Plus rapide car ayant lieu à des températures plus élevées et des humidités moindres que le séchage à l'air, ce type de séchage au soleil permet d'obtenir des tabacs de couleur plus claire, très aromatiques et ayant des teneurs moyennement élevées en sucre et en nicotine.

Ces tabacs dits « orientaux », comme notre Oriental Samsoun, sont fréquemment utilisés pour rehausser la saveur des mélanges de tabac pour cigarettes, pipes et chichas.

Le séchage au four (flue-curing)

Séchage au four de feuilles de tabac
Four à tabac © Adesco

Lors du séchage à air chaud, les feuilles de tabac sont placées sur de grands peignes dans des fours ou des granges chauffées.

La température et l'hygrométrie sont rigoureusement contrôlées, souvent de manière plus ou moins automatique, lors de chaque phase du séchage, afin d'éviter que les feuilles sèchent trop vite (encore vertes) ou trop lentement (pourriture, moisissures) ou que les sucres de dégradent (chaleur trop faible) ou caramélisent (chaleur trop forte).
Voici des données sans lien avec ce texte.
//! Drop guard for intermediate tables

use crate::database::Connection;
use crate::dialect::SqlDialect;
use crate::import::{ImportError, ImportResult};
use crate::models::TableDefinition;

/// Owns an intermediate table and drops it when going out of scope
///
/// The drop runs on every exit path. A failed drop is logged, never raised.
pub struct TableGuard<'a> {
    connection: &'a dyn Connection,
    dialect: &'a dyn SqlDialect,
    table: Option<TableDefinition>,
}

impl<'a> TableGuard<'a> {
    /// Guard a table that already exists
    pub fn new(
        connection: &'a dyn Connection,
        dialect: &'a dyn SqlDialect,
        table: TableDefinition,
    ) -> Self {
        Self {
            connection,
            dialect,
            table: Some(table),
        }
    }

    /// Create `table` and guard it
    pub fn create(
        connection: &'a dyn Connection,
        dialect: &'a dyn SqlDialect,
        table: TableDefinition,
    ) -> ImportResult<Self> {
        let sql = dialect.render_create_table(&table);
        tracing::debug!(sql = %sql, "creating table");
        connection.execute(&sql).map_err(ImportError::Database)?;
        tracing::info!(table = %table.name, "created intermediate table");
        Ok(Self::new(connection, dialect, table))
    }

    /// Guard a table whose creation is the given statement
    pub fn create_with(
        connection: &'a dyn Connection,
        dialect: &'a dyn SqlDialect,
        table: TableDefinition,
        sql: &str,
    ) -> Result<Self, crate::database::DatabaseError> {
        tracing::debug!(sql = %sql, "creating table");
        connection.execute(sql)?;
        Ok(Self::new(connection, dialect, table))
    }

    pub fn table(&self) -> Option<&TableDefinition> {
        self.table.as_ref()
    }

    /// Stop guarding the table and hand it back
    pub fn release(mut self) -> Option<TableDefinition> {
        self.table.take()
    }
}

impl Drop for TableGuard<'_> {
    fn drop(&mut self) {
        let Some(table) = self.table.take() else {
            return;
        };
        let sql = self.dialect.render_drop_if_exists(&table);
        tracing::debug!(sql = %sql, "dropping table");
        if let Err(e) = self.connection.execute(&sql) {
            tracing::warn!(table = %table.name, error = %e, "failed to drop intermediate table");
        }
    }
}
Ainsi, le taux d'humidité dans le four doit diminuer à mesure que la température augmente progressivement, par palier plus ou moins longs.

Le jaunissement des feuilles s'effectue en quelques jours par un chauffage lent du four jusqu'à une température d'environ 40°C.
La couleur jaune et le taux de sucres des feuilles sont ensuite fixés en stoppant l'activité des cellules par une augmentation de la température jusqu'à 55°C pendant quelques jours.
Aucune phase de brunissement n'a donc lieu et le séchage est terminé par la réduction des côtes à une température de 70°C environ.
Trop sèches pour être manipulées, les feuilles sont ensuite un peu réhydratées.

L'ensemble du processus dure environ une semaine, souvent poursuivi par un repos et une fermentation de plusieurs semaines destinés à éliminer l'ammoniaque resté prisonnier des feuilles à cause de la rapidité de leur séchage.

Ce type de séchage est utilisé notamment pour le Virginie et permet d'obtenir des tabacs avec une haute teneur en sucres et un faible taux de nicotine, des tabacs utilisés principalement comme tabac de remplissage dans les cigarettes pour leur acidité réduisant les effets de picotement de la langue, leur goût doux et léger et leur bonne combustion.

Le séchage au feu (fire-curing)

Séchage au feu de feuilles de tabac
Séchage au feu de feuilles de tabac © Brian McCord / Journal Communications (www.TNagriculture.com), via Jepson Family Farm

Pour ce type de séchage, le tabac n'est plus placé dans un four à chaleur indirecte mais dans une grange fermée, directement au dessus de feux de bois durs, d'où son nom. Le tabac est ainsi fumé tout en séchant, comme sur un barbecue.

La durée du séchage peut varier de quelques jours à quelques semaines en fonction du tabac et du processus employé.

Le tabac obtenu est très foncé, avec un aspect huileux et un goût fort et très prononcé, notamment de feu de bois, peu de sucre et une forte teneur en nicotine.

Il est souvent employé pour sécher des variétés de tabac telles que notre Kentucky et le Latakia, utilisés pour rehausser l'arôme de mélanges de tabacs à pipes, à chiquer ou à priser.